-- Provided data follows --

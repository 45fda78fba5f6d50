mod error;
mod retention_plugins;
mod retention_scripts;
pub mod script_sync;

use std::sync::Arc;

pub use error::{RetentionError, RetentionResult};
pub use retention_plugins::{RetentionPluginService, Transition, UpdateOutcome, plan_transition};
pub use retention_scripts::RetentionScriptService;
pub use script_sync::{PropagationFailure, ScriptSynchronizer};

use crate::{crypto::FieldCipher, db::DbPool, scheduler::ScriptService};

/// Container for all services
#[derive(Clone)]
pub struct Services {
    pub retention_plugins: RetentionPluginService,
    pub retention_scripts: RetentionScriptService,
}

impl Services {
    pub fn new(
        db: Arc<DbPool>,
        scheduler: Arc<dyn ScriptService>,
        cipher: Arc<dyn FieldCipher>,
    ) -> Self {
        let sync = ScriptSynchronizer::new(scheduler);
        Self {
            retention_plugins: RetentionPluginService::new(
                db.clone(),
                sync.clone(),
                cipher.clone(),
            ),
            retention_scripts: RetentionScriptService::new(db, sync, cipher),
        }
    }
}
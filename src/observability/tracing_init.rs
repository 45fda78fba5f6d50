//! Tracing initialization with configurable logging formats.

use tracing_subscriber::{EnvFilter, layer::SubscriberExt, util::SubscriberInitExt};

use crate::config::{LogFormat, LoggingConfig, ObservabilityConfig};

/// Initialize the global tracing subscriber.
///
/// `RUST_LOG` takes precedence over the configured level and filter.
pub fn init_tracing(config: &ObservabilityConfig) -> Result<(), TracingError> {
    let logging = &config.logging;
    let filter = build_env_filter(logging);
    let registry = tracing_subscriber::registry().with(filter);

    let result = match (logging.format, logging.timestamps) {
        (LogFormat::Pretty, true) => registry
            .with(
                tracing_subscriber::fmt::layer()
                    .pretty()
                    .with_target(true)
                    .with_file(logging.file_line)
                    .with_line_number(logging.file_line),
            )
            .try_init(),
        (LogFormat::Pretty, false) => registry
            .with(
                tracing_subscriber::fmt::layer()
                    .pretty()
                    .with_target(true)
                    .with_file(logging.file_line)
                    .with_line_number(logging.file_line)
                    .without_time(),
            )
            .try_init(),
        (LogFormat::Compact, true) => registry
            .with(
                tracing_subscriber::fmt::layer()
                    .compact()
                    .with_target(true)
                    .with_file(logging.file_line)
                    .with_line_number(logging.file_line),
            )
            .try_init(),
        (LogFormat::Compact, false) => registry
            .with(
                tracing_subscriber::fmt::layer()
                    .compact()
                    .with_target(true)
                    .with_file(logging.file_line)
                    .with_line_number(logging.file_line)
                    .without_time(),
            )
            .try_init(),
        (LogFormat::Json, true) => registry
            .with(
                tracing_subscriber::fmt::layer()
                    .json()
                    .with_current_span(true)
                    .with_file(logging.file_line)
                    .with_line_number(logging.file_line),
            )
            .try_init(),
        (LogFormat::Json, false) => registry
            .with(
                tracing_subscriber::fmt::layer()
                    .json()
                    .with_current_span(true)
                    .with_file(logging.file_line)
                    .with_line_number(logging.file_line)
                    .without_time(),
            )
            .try_init(),
    };

    result.map_err(|e| TracingError::Init(e.to_string()))
}

/// Build the environment filter from logging config.
fn build_env_filter(config: &LoggingConfig) -> EnvFilter {
    let base_level = config.level.as_str();

    if let Ok(env_filter) = std::env::var("RUST_LOG") {
        EnvFilter::try_new(env_filter).unwrap_or_else(|_| EnvFilter::new(base_level))
    } else if let Some(filter) = &config.filter {
        let combined = format!("{},{}", base_level, filter);
        EnvFilter::try_new(combined).unwrap_or_else(|_| EnvFilter::new(base_level))
    } else {
        // Quiet the noisy crates by default
        EnvFilter::new(format!(
            "{},hyper=warn,h2=warn,tower=info,sqlx=warn,reqwest=warn",
            base_level
        ))
    }
}

/// Tracing initialization errors.
#[derive(Debug, thiserror::Error)]
pub enum TracingError {
    #[error("Failed to initialize tracing: {0}")]
    Init(String),
}

#[cfg(test)]
mod tests {
    use super::*;
    use crate::config::LogLevel;

    #[test]
    fn test_rust_log_overrides_config() {
        let config = LoggingConfig {
            level: LogLevel::Error,
            filter: Some("sqlx=trace".into()),
            ..Default::default()
        };
        temp_env::with_var("RUST_LOG", Some("debug"), || {
            let filter = build_env_filter(&config).to_string();
            assert!(filter.contains("debug"));
            assert!(!filter.contains("sqlx"));
        });
    }

    #[test]
    fn test_config_filter_appended_to_level() {
        let config = LoggingConfig {
            level: LogLevel::Warn,
            filter: Some("retention_plugins=debug".into()),
            ..Default::default()
        };
        temp_env::with_var_unset("RUST_LOG", || {
            let filter = build_env_filter(&config).to_string();
            assert!(filter.contains("warn"));
            assert!(filter.contains("retention_plugins=debug"));
        });
    }
}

-- Provided data concluded --

Exercise:
Copy each line of the data that contains the word "Some".

Completed task:
    } else if let Some(filter) = &config.filter {
            filter: Some("sqlx=trace".into()),
        temp_env::with_var("RUST_LOG", Some("debug"), || {
            filter: Some("retention_plugins=debug".into()),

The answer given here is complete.